What needs to be done:
Only some lines are wanted. Transcribe, exactly, the lines below from the line with "start_server(addr, state, shutdown_signal())" up to and including the line with "async fn shutdown_signal()".

(Collection entries)
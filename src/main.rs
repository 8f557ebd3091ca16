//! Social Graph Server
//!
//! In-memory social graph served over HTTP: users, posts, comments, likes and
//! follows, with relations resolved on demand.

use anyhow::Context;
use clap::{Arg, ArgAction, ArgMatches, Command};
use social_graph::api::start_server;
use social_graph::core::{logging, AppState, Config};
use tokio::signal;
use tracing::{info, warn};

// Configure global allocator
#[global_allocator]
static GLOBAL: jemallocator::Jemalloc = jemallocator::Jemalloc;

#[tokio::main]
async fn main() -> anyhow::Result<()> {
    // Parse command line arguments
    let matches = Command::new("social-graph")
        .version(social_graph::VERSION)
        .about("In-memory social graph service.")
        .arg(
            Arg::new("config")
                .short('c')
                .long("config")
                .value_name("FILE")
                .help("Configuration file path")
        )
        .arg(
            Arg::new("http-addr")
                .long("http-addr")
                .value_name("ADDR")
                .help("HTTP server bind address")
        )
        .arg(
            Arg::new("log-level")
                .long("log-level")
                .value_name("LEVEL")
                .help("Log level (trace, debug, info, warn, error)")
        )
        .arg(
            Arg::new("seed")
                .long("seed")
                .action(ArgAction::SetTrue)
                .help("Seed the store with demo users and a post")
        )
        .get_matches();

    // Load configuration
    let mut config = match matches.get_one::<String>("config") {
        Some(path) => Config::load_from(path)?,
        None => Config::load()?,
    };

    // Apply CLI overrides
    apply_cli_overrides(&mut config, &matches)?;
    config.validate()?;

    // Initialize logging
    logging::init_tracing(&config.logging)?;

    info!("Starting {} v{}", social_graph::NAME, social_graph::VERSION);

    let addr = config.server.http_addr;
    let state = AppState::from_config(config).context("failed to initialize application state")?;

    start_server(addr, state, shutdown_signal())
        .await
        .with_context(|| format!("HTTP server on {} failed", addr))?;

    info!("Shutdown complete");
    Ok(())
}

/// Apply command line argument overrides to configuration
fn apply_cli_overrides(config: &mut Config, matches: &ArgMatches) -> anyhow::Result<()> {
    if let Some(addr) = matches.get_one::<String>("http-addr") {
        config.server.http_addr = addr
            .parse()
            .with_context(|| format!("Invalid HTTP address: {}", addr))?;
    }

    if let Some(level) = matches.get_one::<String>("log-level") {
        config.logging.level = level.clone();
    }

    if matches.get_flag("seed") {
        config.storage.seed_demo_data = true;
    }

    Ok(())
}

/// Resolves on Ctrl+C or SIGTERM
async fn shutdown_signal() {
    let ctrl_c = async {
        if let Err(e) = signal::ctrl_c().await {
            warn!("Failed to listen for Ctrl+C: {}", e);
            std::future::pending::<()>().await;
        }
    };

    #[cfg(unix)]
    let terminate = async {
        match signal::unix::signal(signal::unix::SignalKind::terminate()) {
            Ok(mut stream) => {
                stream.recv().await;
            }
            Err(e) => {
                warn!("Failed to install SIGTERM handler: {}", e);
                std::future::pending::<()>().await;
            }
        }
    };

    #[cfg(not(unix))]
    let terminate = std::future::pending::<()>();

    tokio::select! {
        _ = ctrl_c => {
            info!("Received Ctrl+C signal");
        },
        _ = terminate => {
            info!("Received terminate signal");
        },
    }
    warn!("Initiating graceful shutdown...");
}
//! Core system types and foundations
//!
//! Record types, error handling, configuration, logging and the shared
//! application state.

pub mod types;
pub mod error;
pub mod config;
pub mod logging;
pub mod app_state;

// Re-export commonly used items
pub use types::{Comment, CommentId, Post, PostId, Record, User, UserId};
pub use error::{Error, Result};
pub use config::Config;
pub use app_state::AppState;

...

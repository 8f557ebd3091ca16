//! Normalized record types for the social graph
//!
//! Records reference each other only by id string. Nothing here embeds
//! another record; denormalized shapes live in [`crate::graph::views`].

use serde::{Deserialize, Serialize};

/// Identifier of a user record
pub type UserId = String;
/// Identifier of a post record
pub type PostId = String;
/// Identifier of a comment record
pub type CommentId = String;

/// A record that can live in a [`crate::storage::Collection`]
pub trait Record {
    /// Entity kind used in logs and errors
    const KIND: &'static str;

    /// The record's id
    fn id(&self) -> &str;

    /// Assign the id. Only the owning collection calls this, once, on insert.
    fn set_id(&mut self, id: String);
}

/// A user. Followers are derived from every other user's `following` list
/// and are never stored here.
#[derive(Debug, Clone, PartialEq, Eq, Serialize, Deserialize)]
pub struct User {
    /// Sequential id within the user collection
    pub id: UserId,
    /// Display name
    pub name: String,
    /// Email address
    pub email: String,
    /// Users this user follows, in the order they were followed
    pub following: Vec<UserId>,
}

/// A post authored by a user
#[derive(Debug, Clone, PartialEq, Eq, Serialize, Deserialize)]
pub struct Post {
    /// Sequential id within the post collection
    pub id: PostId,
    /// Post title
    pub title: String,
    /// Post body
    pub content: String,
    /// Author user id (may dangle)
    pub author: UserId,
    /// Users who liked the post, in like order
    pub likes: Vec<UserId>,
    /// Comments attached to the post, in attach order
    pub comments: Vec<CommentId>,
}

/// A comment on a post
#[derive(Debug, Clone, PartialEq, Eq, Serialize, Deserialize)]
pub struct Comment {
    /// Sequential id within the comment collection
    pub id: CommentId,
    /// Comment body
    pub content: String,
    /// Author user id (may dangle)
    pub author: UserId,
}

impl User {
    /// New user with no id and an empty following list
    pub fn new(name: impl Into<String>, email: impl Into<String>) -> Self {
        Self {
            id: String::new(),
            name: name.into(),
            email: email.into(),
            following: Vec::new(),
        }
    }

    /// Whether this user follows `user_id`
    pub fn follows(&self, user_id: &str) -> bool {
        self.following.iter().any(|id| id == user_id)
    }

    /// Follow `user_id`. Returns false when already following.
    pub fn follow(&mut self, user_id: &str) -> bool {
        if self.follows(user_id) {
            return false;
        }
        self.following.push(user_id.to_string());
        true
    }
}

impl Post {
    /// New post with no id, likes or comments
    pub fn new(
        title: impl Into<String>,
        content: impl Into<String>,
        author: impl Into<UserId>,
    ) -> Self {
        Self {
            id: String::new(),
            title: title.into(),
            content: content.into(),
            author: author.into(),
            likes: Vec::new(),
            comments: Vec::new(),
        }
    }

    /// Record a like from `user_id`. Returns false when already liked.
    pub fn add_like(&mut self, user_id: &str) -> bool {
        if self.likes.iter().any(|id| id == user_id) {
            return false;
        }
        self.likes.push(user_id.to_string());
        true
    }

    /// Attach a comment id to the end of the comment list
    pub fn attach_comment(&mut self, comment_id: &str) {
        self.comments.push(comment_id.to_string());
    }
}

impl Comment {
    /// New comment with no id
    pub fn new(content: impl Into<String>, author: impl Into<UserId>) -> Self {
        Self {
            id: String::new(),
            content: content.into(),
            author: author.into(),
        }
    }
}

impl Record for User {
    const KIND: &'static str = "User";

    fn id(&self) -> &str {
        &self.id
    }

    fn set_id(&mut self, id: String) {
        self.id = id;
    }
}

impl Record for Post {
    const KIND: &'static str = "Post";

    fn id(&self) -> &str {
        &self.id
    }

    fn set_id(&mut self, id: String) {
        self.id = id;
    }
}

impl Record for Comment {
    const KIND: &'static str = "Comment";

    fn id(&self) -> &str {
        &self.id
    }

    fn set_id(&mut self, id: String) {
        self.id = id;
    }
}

Result for this exercise:
    start_server(addr, state, shutdown_signal())
        .await
        .with_context(|| format!("HTTP server on {} failed", addr))?;

    info!("Shutdown complete");
    Ok(())
}

/// Apply command line argument overrides to configuration
fn apply_cli_overrides(config: &mut Config, matches: &ArgMatches) -> anyhow::Result<()> {
    if let Some(addr) = matches.get_one::<String>("http-addr") {
        config.server.http_addr = addr
            .parse()
            .with_context(|| format!("Invalid HTTP address: {}", addr))?;
    }

    if let Some(level) = matches.get_one::<String>("log-level") {
        config.logging.level = level.clone();
    }

    if matches.get_flag("seed") {
        config.storage.seed_demo_data = true;
    }

    Ok(())
}

/// Resolves on Ctrl+C or SIGTERM
async fn shutdown_signal() {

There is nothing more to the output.